The following article is from Software Equity Group’s 2011 Q3 Software Equity Industry Report. A complimentary copy of the quarterly report can be downloaded here: https://softwareequity.com/research_reports.aspx
While median financial performance metrics are useful for assessing the overall health of the software industry and for comparisons to other economic sectors, a deeper analysis of these key metrics by software product category provides greater insight about the software ecosystem. By analyzing how public software companies in discrete product categories are performing, we increase our understanding of market trends, sector health, product lifecycles, M&A valuations, IT spending priorities and stock market biases.
As we’ve noted in past reports, the median EV/Revenue valuations and financial results for a particular software category can be stagnant or can fluctuate wildly each quarter. As a result, software category rankings, measured by relative median valuations and financial performance can also be consistent or volatile quarter-to-quarter. That axiom held true, once again, in 3Q11 (Figure 10). We track this data because the current median valuation of companies comprising a particular software category often weighs heavily when buyers value acquisition targets.
The SEG Software Index is comprised of 22 software product categories sorted into three broad groups, Infrastructure Software, Application Software and Other. The Infrastructure Software group is comprised primarily of utilities, tools, middleware, systems, platforms and technologies to create, integrate, optimize, deliver, monitor, store and protect enterprise applications. The Application Software group consists primarily of solutions to perform, analyze, design and manage information and data in one, or many, specific industry sectors. The Other Software group is comprised of companies that concentrate on a specific vertical or the emerging class of IT Conglomerates who span numerous product categories, such as Oracle, Microsoft, HP and IBM.
In 3Q11, public Infrastructure Software companies outpaced their Application Software counterparts in nearly all metrics tracked (Figure 10). Particularly noteworthy was the Infrastructure group’s median 2.3x EV/Revenue multiple and 18.7% TTM revenue growth in the third quarter, as compared to the Application group’s median
2.1x EV/Revenue multiple and 14.1% revenue growth rate. The Networking and Network Performance Management product category posted the highest median EV/Revenue multiple in the Infrastructure Software segment, 3.8x. Companies comprising the Networking and Network Performance Management product category continued to benefit from strong demand for WAN optimization required to deliver software rapidly over cloud- based architectures. SolarWinds recorded the highest median EV/Revenue of the group at 8.7x while F5 Networks posted the highest year-over-year revenue growth of 36.0%.
Development tools & open source achieved the highest median TTM revenue growth rates at 25.0%, led by Magic Software (45.0%), GeekNet (42.6%) and BSQUARE (35.7%). Collectively, the group is driven by unprecedented demand for software solutions and toolsets to create, power and deploy the infrastructure for mobile and cloud computing. Every product category within the infrastructure software group achieved median TTM EBITDA margins greater than 20%, led by Content/Document Management’s median TTM EBITDA margin of 26.6%.

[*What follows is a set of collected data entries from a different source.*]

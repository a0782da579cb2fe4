//! HTTP request handlers.

pub mod health;
pub mod private;
pub mod sources;

pub use health::*;
pub use sources::*;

From the standpoint of market valuation, the only category in the Infrastructure group with a median EV/Revenue multiple below the SEG Software Index median of 2.1x was Billing & Service Management, which dropped from a median EV/Revenue multiple of 1.9x in 2Q11 to 1.3x in 3Q11 after recording the worst YTD stock return (-27%) of any category in the group.
Within the Application Software segment, Business Intelligence recorded the highest median EV/Revenue multiple of 3.9x in 3Q11, down slightly from 4.2x in 2Q11. Public companies comprising the Business Intelligence category are benefitting from enterprise demand for data mining, data handling and data analytics solutions that can convert massive amounts of structured and unstructured data into intelligence that can drive both top line growth and profitability. The category leader was Qlik Technologies, boasting an impressive 7.7x median EV/Revenue multiple, and impressive TTM revenue growth (39.2%).
Other product categories with median EV/Revenue multiples of 3.0x or higher include Healthcare (3.2x) and Education & eLearning (3.0x). Healthcare software companies continue to benefit from strong market demand for improved revenue management, HIPAA compliance and the growing digitization of patient records. The Education & eLearning product category is struggling with delayed purchases due to budget cuts and regulatory uncertainty – resulting in a paltry 6.8% revenue growth rate, the second lowest among twenty two product categories. But despite these impediments, valuations and M&A activity in this category (more on this below) increased in 3Q11 due to mounting pressure on school districts to improve student and school performance with technology enabled learning.